Beberapa hari setelah penggulingan kekuasaan.

2021, Kamp Pelarian Alas Roban.

Seseorang tiba-tiba saja membuka tirai yang menutupi ranjangku. Aku sendiri terkaget-kaget ketika aku didatangi oleh Arjuna, Septian dan Vido. Yang menyebalkannya lagi, ini tengah malam. Aku yang berusaha untuk mendapatkan tidur cukup karena masa pemulihanku, kini dirawat di sebuah kabin yang berfungsi sebagai balai kesehatan. Mirip seperti rumah sakit darurat.

"Demi Tuhan! Perihal apa yang membuat kalian bertiga menggerebekku malam-malam begini!" umpatku.

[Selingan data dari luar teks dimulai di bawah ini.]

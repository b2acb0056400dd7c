//! # Envelope `Data`
//!
//! Todo payload trocado com o serviço vem dentro de um envelope
//! `{"discriminator": <URI>, "payload": <valor>}`. O discriminador diz o que é
//! o payload (texto puro, container LIF, metadados ou erro).
//!
//! Este módulo é a fronteira do adaptador:
//!
//! - [`unwrap_request`] transforma o envelope de entrada em um [`Document`]
//!   (ou o repassa, se já for um erro);
//! - [`wrap_document`] e [`Data::error`] montam os envelopes de saída.
//!
//! Payloads inválidos são rejeitados aqui, antes de qualquer processamento.

use serde::{Deserialize, Serialize};
use serde_json::{Map, Value};

use crate::document::Document;
use crate::error::{Error, Result};
use crate::vocab::discriminator;

/// Envelope LAPPS.
#[derive(Debug, Clone, PartialEq, Serialize, Deserialize)]
pub struct Data {
    pub discriminator: String,
    #[serde(default)]
    pub payload: Value,
    #[serde(default, skip_serializing_if = "Map::is_empty")]
    pub parameters: Map<String, Value>,
}

impl Data {
    pub fn new(discriminator: impl Into<String>, payload: impl Into<Value>) -> Self {
        Self {
            discriminator: discriminator.into(),
            payload: payload.into(),
            parameters: Map::new(),
        }
    }

    /// Envelope de texto puro.
    pub fn text(text: impl Into<String>) -> Self {
        Self::new(discriminator::TEXT, text.into())
    }

    /// Envelope de falha; o payload é a mensagem.
    pub fn error(message: impl Into<String>) -> Self {
        Self::new(discriminator::ERROR, message.into())
    }

    pub fn is_error(&self) -> bool {
        self.discriminator == discriminator::ERROR
    }

    /// Parseia um envelope a partir de JSON.
    pub fn from_json(json: &str) -> Result<Self> {
        serde_json::from_str(json).map_err(|e| Error::malformed(e.to_string()))
    }

    /// Parseia um envelope a partir de bytes crus (ex: corpo HTTP), sem exigir UTF-8 válido antes.
    pub fn from_slice(bytes: &[u8]) -> Result<Self> {
        serde_json::from_slice(bytes).map_err(|e| Error::malformed(e.to_string()))
    }

    pub fn to_json(&self) -> Result<String> {
        Ok(serde_json::to_string(self)?)
    }
}

impl From<&Error> for Data {
    fn from(err: &Error) -> Self {
        Data::error(err.to_string())
    }
}

/// Resultado do desempacotamento de uma requisição.
#[derive(Debug, Clone, PartialEq)]
pub enum Request {
    /// Documento pronto para ser anotado.
    Annotate(Document),
    /// Envelope de erro vindo de um serviço anterior na cadeia: devolvido sem alteração.
    PassThrough(Data),
}

/// Desempacota o envelope de entrada.
///
/// - `TEXT`: o payload deve ser uma string; vira um documento sem views.
/// - `LIF` (e aliases): o payload deve ser um container; as views existentes
///   são mantidas.
/// - `ERROR`: repassado como está.
/// - qualquer outro discriminador: [`Error::UnsupportedFormat`].
pub fn unwrap_request(data: Data) -> Result<Request> {
    let disc = data.discriminator.as_str();

    if disc == discriminator::ERROR {
        return Ok(Request::PassThrough(data));
    }

    if disc == discriminator::TEXT {
        return match data.payload {
            Value::String(text) => Ok(Request::Annotate(Document::new(text))),
            other => Err(Error::payload_mismatch(
                disc,
                format!("esperava string, recebeu {}", json_kind(&other)),
            )),
        };
    }

    if discriminator::is_container(disc) {
        if !data.payload.is_object() {
            return Err(Error::payload_mismatch(
                disc,
                format!("esperava container, recebeu {}", json_kind(&data.payload)),
            ));
        }
        let doc: Document = serde_json::from_value(data.payload)
            .map_err(|e| Error::payload_mismatch(disc, e.to_string()))?;
        return Ok(Request::Annotate(doc));
    }

    Err(Error::unsupported_format(disc))
}

/// Empacota o documento anotado em um envelope LIF de sucesso.
pub fn wrap_document(doc: &Document) -> Result<Data> {
    Ok(Data::new(discriminator::LIF, serde_json::to_value(doc)?))
}

fn json_kind(value: &Value) -> &'static str {
    match value {
        Value::Null => "null",
        Value::Bool(_) => "booleano",
        Value::Number(_) => "número",
        Value::String(_) => "string",
        Value::Array(_) => "array",
        Value::Object(_) => "objeto",
    }
}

"Kau sudah siap untuk beraktivitas malam hari ini?" tanya Arjuna.

"Huh? Apa kau sudah gila? Sepekan aku di sini, dengan luka yang hampir membuatku sekarat. Dan sekarang kauingin aku untuk beraktivitas di malam hari! Apa? Jaga malam?" Aku mengomel kesal. Namun, sepertinya ketiga orang yang menemuiku bergeming saja, yang pada akhirnya memaksaku untuk bangun dari istirahat panjangku. Mereka bertiga mengambil kursi, mulai duduk di samping ranjangku.

"Kita ingin membicarakan satu hal penting. Ini mengenai Rusya," jelas Vido.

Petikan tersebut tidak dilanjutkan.